Trajectory tracking control method of AGV (automatic guided vehicle) system

Technical Field

The invention belongs to the technical field of automatic control, and particularly relates to an AGV system with a plurality of eccentric steering wheels and an AGV pose decoupling track tracking control method.

Background

An AGV, an Automated Guided Vehicle, automatically moves an article from one location to another location through a preset program, and is an automatic, information and intelligent device. The structure of an AGV system in the current market mainly comprises a differential wheel structure, a Mecanum wheel structure, a steering wheel structure and the like. The differential wheel has simple and reliable structure and easy control, but the posture of the vehicle body is coupled with the advancing direction, the rotation center must be positioned on the axes of the two differential wheels, and the motion flexibility is poor; the Mecanum wheel structure overcomes the defects of a differential wheel structure, but also introduces the defects of high cost, poor motion stability and the like; common steering wheel structures include single steering wheels, double steering wheels and the like, wherein the single steering wheel structure is essentially consistent with a differential wheel structure, but the structure is more compact and is commonly used for a forklift system; the double-steering wheel structure can realize the forward direction conversion under the condition of not changing the posture of the vehicle body, has the advantages of high motion flexibility and good motion stability, and has lower cost than a Mecanum wheel structure. Theoretically, a multi-steering wheel AGV system represented by double steering wheels can realize arbitrary rotation of the posture of a vehicle body while advancing along an appointed track, but the motion control difficulty is high, and no application case exists in the domestic market at present. In addition, in order to overcome the defects that the height of a driving wheel is higher and the size of the driving wheel is larger because the driving wheel is positioned right below a steering shaft in the traditional steering wheel, a novel eccentric steering wheel with the driving wheel far away from the steering shaft begins to appear, and the novel eccentric steering wheel brings new difficulties for the motion control of the novel eccentric steering wheel.

Disclosure of Invention

The invention aims to provide a track tracking control method for decoupling the pose of an AGV (automatic guided vehicle) system with multiple eccentric steering wheels, so that the AGV system can advance along a specified track and can rotate the pose of a vehicle body at will.
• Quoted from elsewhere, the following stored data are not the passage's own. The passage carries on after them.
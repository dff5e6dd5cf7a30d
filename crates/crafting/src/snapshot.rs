use std::fs;
use std::io;
use std::path::{Path, PathBuf};

use serde::{Deserialize, Serialize};
use thiserror::Error;
use tracing::info;

use crate::atomic_io::write_text_atomic;
use crate::error::StateError;
use crate::hashing::world_layout_sha256_hex;
use crate::state::{CraftingState, StateShape};
use crate::world::World;

pub const SNAPSHOT_FORMAT_VERSION: u16 = 1;

#[derive(Debug, Error)]
pub enum SnapshotError {
    #[error("failed to access snapshot {path}: {source}")]
    Io {
        path: PathBuf,
        #[source]
        source: io::Error,
    },
    #[error("failed to decode snapshot {path}: {source}")]
    Decode {
        path: PathBuf,
        #[source]
        source: serde_json::Error,
    },
    #[error("failed to encode snapshot: {0}")]
    Encode(#[source] serde_json::Error),
    #[error("unsupported snapshot format version {found}; expected {expected}")]
    UnsupportedVersion { found: u16, expected: u16 },
    #[error("snapshot was taken in a different world layout (snapshot={found}, world={expected})")]
    LayoutMismatch { found: String, expected: String },
    #[error("snapshot shape {found:?} does not match world shape {expected:?}")]
    ShapeMismatch {
        found: StateShape,
        expected: StateShape,
    },
    #[error(transparent)]
    State(#[from] StateError),
}

/// Persisted form of a [`CraftingState`], bound to the world layout it was taken in.
///
/// Zone inventories are stored one row per zone slot.
#[derive(Debug, Clone, PartialEq, Eq, Serialize, Deserialize)]
pub struct StateSnapshot {
    pub format_version: u16,
    pub world_layout_sha256_hex: String,
    pub n_items: usize,
    pub n_zones: usize,
    pub n_zones_items: usize,
    pub player_inventory: Vec<i64>,
    pub position: Vec<i64>,
    pub zones_inventories: Vec<Vec<i64>>,
}

impl StateSnapshot {
    pub fn capture(world: &World, state: &CraftingState) -> Result<Self, SnapshotError> {
        let shape = state.shape();
        ensure_shape(shape, StateShape::of(world))?;
        Ok(Self {
            format_version: SNAPSHOT_FORMAT_VERSION,
            world_layout_sha256_hex: world_layout_sha256_hex(world),
            n_items: shape.n_items,
            n_zones: shape.n_zones,
            n_zones_items: shape.n_zones_items,
            player_inventory: state.player_inventory().to_vec(),
            position: state.position().to_vec(),
            zones_inventories: (0..shape.n_zones)
                .map(|slot| state.zone_inventory(slot).to_vec())
                .collect(),
        })
    }

    /// Rebuilds the state, refusing snapshots taken in another world layout.
    pub fn restore(&self, world: &World) -> Result<CraftingState, SnapshotError> {
        if self.format_version != SNAPSHOT_FORMAT_VERSION {
            return Err(SnapshotError::UnsupportedVersion {
                found: self.format_version,
                expected: SNAPSHOT_FORMAT_VERSION,
            });
        }
        let expected_layout = world_layout_sha256_hex(world);
        if self.world_layout_sha256_hex != expected_layout {
            return Err(SnapshotError::LayoutMismatch {
                found: self.world_layout_sha256_hex.clone(),
                expected: expected_layout,
            });
        }
        let shape = StateShape {
            n_items: self.n_items,
            n_zones: self.n_zones,
            n_zones_items: self.n_zones_items,
        };
        ensure_shape(shape, StateShape::of(world))?;

        let mut zones_inventories = Vec::with_capacity(shape.n_zones * shape.n_zones_items);
        for row in &self.zones_inventories {
            if row.len() != shape.n_zones_items {
                return Err(StateError::WrongLength {
                    array: "zones_inventories row",
                    actual: row.len(),
                    expected: shape.n_zones_items,
                }
                .into());
            }
            zones_inventories.extend_from_slice(row);
        }

        Ok(CraftingState::from_parts(
            shape,
            self.player_inventory.clone(),
            self.position.clone(),
            zones_inventories,
        )?)
    }
}

pub fn write_snapshot_atomic(
    path: &Path,
    world: &World,
    state: &CraftingState,
) -> Result<(), SnapshotError> {
    let snapshot = StateSnapshot::capture(world, state)?;
    let text = serde_json::to_string_pretty(&snapshot).map_err(SnapshotError::Encode)?;
    write_text_atomic(path, &text).map_err(|source| SnapshotError::Io {
        path: path.to_path_buf(),
        source,
    })?;
    info!(
        path = %path.display(),
        world_layout = %snapshot.world_layout_sha256_hex,
        "snapshot_written"
    );
    Ok(())
}

pub fn read_snapshot(path: &Path, world: &World) -> Result<CraftingState, SnapshotError> {
    let raw = fs::read_to_string(path).map_err(|source| SnapshotError::Io {
        path: path.to_path_buf(),
        source,
    })?;
    let snapshot =
        serde_json::from_str::<StateSnapshot>(&raw).map_err(|source| SnapshotError::Decode {
            path: path.to_path_buf(),
            source,
        })?;
    let state = snapshot.restore(world)?;
    info!(path = %path.display(), "snapshot_loaded");
    Ok(state)
}

fn ensure_shape(found: StateShape, expected: StateShape) -> Result<(), SnapshotError> {
    if found != expected {
        return Err(SnapshotError::ShapeMismatch { found, expected });
    }
    Ok(())
}

#[cfg(test)]
mod tests {
    use tempfile::TempDir;

    use super::*;
    use crate::elements::{Item, ItemStack, Zone};

    fn world() -> World {
        World::builder()
            .items([Item::new("wood"), Item::new("stone")])
            .zones([Zone::new("forest"), Zone::new("cave")])
            .zones_items([Item::new("tree")])
            .start_zone(Zone::new("cave"))
            .start_items([ItemStack::new(Item::new("wood"), 3)])
            .start_zone_items(Zone::new("forest"), [ItemStack::new(Item::new("tree"), 5)])
            .build()
            .expect("world")
    }

    #[test]
    fn snapshot_survives_a_disk_round_trip() {
        let temp = TempDir::new().expect("temp");
        let path = temp.path().join("saves").join("state.json");
        let world = world();
        let state = CraftingState::new(&world);

        write_snapshot_atomic(&path, &world, &state).expect("write");
        let restored = read_snapshot(&path, &world).expect("read");
        assert_eq!(restored, state);

        let raw = fs::read_to_string(&path).expect("raw");
        let snapshot = serde_json::from_str::<StateSnapshot>(&raw).expect("json");
        assert_eq!(snapshot.zones_inventories, vec![vec![5], vec![0]]);
        assert_eq!(snapshot.position, vec![0, 1]);
    }

    #[test]
    fn other_world_layout_is_rejected() {
        let world = world();
        let snapshot = StateSnapshot::capture(&world, &CraftingState::new(&world)).expect("capture");
        let reordered = World::new(
            [Item::new("stone"), Item::new("wood")],
            [Zone::new("forest"), Zone::new("cave")],
            [Item::new("tree")],
        )
        .expect("reordered");
        let err = snapshot.restore(&reordered).expect_err("layout");
        assert!(matches!(err, SnapshotError::LayoutMismatch { .. }));
    }

    #[test]
    fn tampered_snapshot_fails_state_checks() {
        let world = world();
        let mut snapshot =
            StateSnapshot::capture(&world, &CraftingState::new(&world)).expect("capture");
        snapshot.position = vec![1, 1];
        assert!(matches!(
            snapshot.restore(&world),
            Err(SnapshotError::State(StateError::NotOneHot { .. }))
        ));

        snapshot.position = vec![1, 0];
        snapshot.zones_inventories[1] = vec![0, 0];
        assert!(matches!(
            snapshot.restore(&world),
            Err(SnapshotError::State(StateError::WrongLength { .. }))
        ));

        snapshot.zones_inventories[1] = vec![0];
        snapshot.format_version = 99;
        assert!(matches!(
            snapshot.restore(&world),
            Err(SnapshotError::UnsupportedVersion { found: 99, .. })
        ));
    }

    #[test]
    fn garbage_file_is_a_decode_error() {
        let temp = TempDir::new().expect("temp");
        let path = temp.path().join("state.json");
        fs::write(&path, "{ not json").expect("write");
        let err = read_snapshot(&path, &world()).expect_err("decode");
        assert!(matches!(err, SnapshotError::Decode { .. }));
    }
}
And (3) giving a feedback control rate when the AGV body deviates from the preset track due to wheel slip and the like by a backstepping method to obtain a corrected motion instruction, then solving the steering angle and the advancing speed of each eccentric steering wheel by the motion instruction through pose decoupling kinematics, and driving the AGV body to move by a servo motor of the eccentric steering wheel according to the steering angle and the advancing speed.

In order to solve the technical problems, the invention adopts the technical scheme that:

a trajectory tracking control method of an AGV system is based on the AGV system with at least 2 eccentric steering wheel devices and is characterized by comprising the following steps:

step A, establishing an AGV body coordinate system { A } fixedly connected with the AGV body by taking the advancing direction of the AGV body as an X axis and an appointed arbitrary reference point A as an origin when steering shafts in all eccentric steering wheel devices are positioned at zero positions, and calculatingOut of the centre O of each steering shaft_iCoordinate value [ A ] in AGV body coordinate system [ A ]^Ax_i,^Ay_i]And the eccentricity value b of the driving wheel_i；

Step B, establishing a ground rectangular coordinate system { W } under an AGV system application scene and giving the AGV body pose [ x, y, alpha ] by an upper-layer planner]Motion trajectory { Path } under the ground rectangular coordinate system { W }:

wherein t is time;

step C, calculating the track tracking deviation and the corrected motion instruction at any time after the AGV system starts to move, and solving the steering angle of each eccentric steering wheel of the AGV according to the corrected motion instruction^Aβ_i,rAnd a forward speed v_i,rAnd controlling the eccentric steering wheel device to drive the AGV system to move according to the steering angle and the advancing speed obtained by solving.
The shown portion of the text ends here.